• P D Dawson

Notes from Underground by Fyodor Dostoyevsky (Book Review / Essay)



Book Review / Short Essay

I think it's fair to say that Dostoyevsky doesn't often write characters that we can fall in love with, yet paradoxically we can't hate them either, even though at times we detest their actions which have manifested from their often eschewed beliefs. Notes from Underground has a central character who is obstinant and overly confident that his beliefs are the only truths, and to give one example of such truths: people do not always act in the best interests of their species as a whole. No one can deny that this is most likely true, but we can respect the fact Dostoyevsky's characters never censor their beliefs and therefore tell it like it is, or even sometimes on the edge of madness: tell it like it isn't.

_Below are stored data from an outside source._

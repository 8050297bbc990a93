//! Geometric primitives for diagram layout and positioning.
//!
//! # Coordinate System
//!
//! Rampart uses a coordinate system consistent with SVG and most screen
//! coordinate systems:
//!
//! ```text
//!   (0,0) ────────► +X
//!     │
//!     │
//!     ▼
//!    +Y
//! ```
//!
//! - **Origin**: Top-left corner at `(0, 0)`
//! - **X-axis**: Increases rightward
//! - **Y-axis**: Increases downward
//!
//! Node positions are top-left anchored; the layout engine works with node
//! centers internally and converts to this anchoring before committing.

use serde::Serialize;

/// A 2D point representing a position in diagram coordinate space.
///
/// # Examples
///
/// ```
/// # use rampart_core::geometry::Point;
/// let position = Point::new(100.0, 50.0);
/// let offset = Point::new(10.0, -5.0);
///
/// let moved = position.add_point(offset);
/// assert_eq!(moved.x(), 110.0);
/// assert_eq!(moved.y(), 45.0);
/// ```
#[derive(Debug, Clone, Copy, Default, PartialEq, Serialize)]
pub struct Point {
    x: f32,
    y: f32,
}

impl Point {
    /// Creates a new point with the specified coordinates.
    pub fn new(x: f32, y: f32) -> Self {
        Self { x, y }
    }

    /// Returns the x-coordinate of the point.
    pub fn x(self) -> f32 {
        self.x
    }

    /// Returns the y-coordinate of the point.
    pub fn y(self) -> f32 {
        self.y
    }

    /// Checks if both x and y coordinates are zero.
    pub fn is_zero(self) -> bool {
        self.x == 0.0 && self.y == 0.0
    }

    /// Adds another point to this point, returning a new point.
    pub fn add_point(self, other: Point) -> Self {
        Self {
            x: self.x + other.x,
            y: self.y + other.y,
        }
    }

    /// Subtracts another point from this point, returning a new point.
    pub fn sub_point(self, other: Point) -> Self {
        Self {
            x: self.x - other.x,
            y: self.y - other.y,
        }
    }
}

/// Width and height dimensions of a rendered or to-be-rendered node.
///
/// A size is "measured" once the rendering widget reports a non-zero width;
/// the layout orchestrator polls for exactly this condition before submitting
/// nodes to the layout engine.
///
/// # Examples
///
/// ```
/// # use rampart_core::geometry::Size;
/// let measured = Size::new(330.0, 75.0);
/// assert!(measured.is_measured());
///
/// let pending = Size::new(0.0, 75.0);
/// assert!(!pending.is_measured());
/// ```
#[derive(Debug, Clone, Copy, Default, PartialEq, Serialize)]
pub struct Size {
    width: f32,
    height: f32,
}

impl Size {
    /// Creates a new size with the specified dimensions.
    pub fn new(width: f32, height: f32) -> Self {
        Self { width, height }
    }

    /// Returns the width.
    pub fn width(self) -> f32 {
        self.width
    }

    /// Returns the height.
    pub fn height(self) -> f32 {
        self.height
    }

    /// Returns `true` once the width is known and non-zero.
    pub fn is_measured(self) -> bool {
        self.width > 0.0
    }
}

It's hard for the reader to know where they stand in his books, for usually, the commanding characters are often ones we can easily relate to, through which we see the justices and injustices of the world they occupy, but Dostoyevsky denies us these bracing comforts and instead makes us feel uneasy. Perhaps that is part of his brilliance as a writer, for to catch a glimpse of one of his characters saving graces, or better moods, fills us with joy, it is a carrot that we hold onto for dear life and I do believe that gives it a deeper place in our hearts. Life is ostensively not lived with the perfect outlines we find in most books, and so the raw edge shown by Dostoyevsky stands out as a key component in his literary genius.

Notes from Underground isn't exactly a thrill ride from start to finish, but it is littered with truths that make reading it almost essential. Countless times I found myself comparing the beliefs of this anonymous man from the book and could apply it to the modern day world we live in, and how little society has changed, of how the ruling class still functions and the countless idiosyncrasies that still rule both the idiots that rule and the idiots that don't. That may seem harsh, but the book certainly doesn't censor anything, and at the end of the day, truth is truth, but you don't have to like it.

Also, is it right that one should feel alienated by a character, but at the same time be saddened by the hardships and cruelty manufactured for them? When we see those of a higher standing looking down on the central character and ridiculing him for his mediocrity and poor wealth, is it not universal that we should feel a disservice has been done to all mankind, for, after all, death brings about an equal footing to us all in the end and no one is left in the corner pondering over their exclusion from that particular club.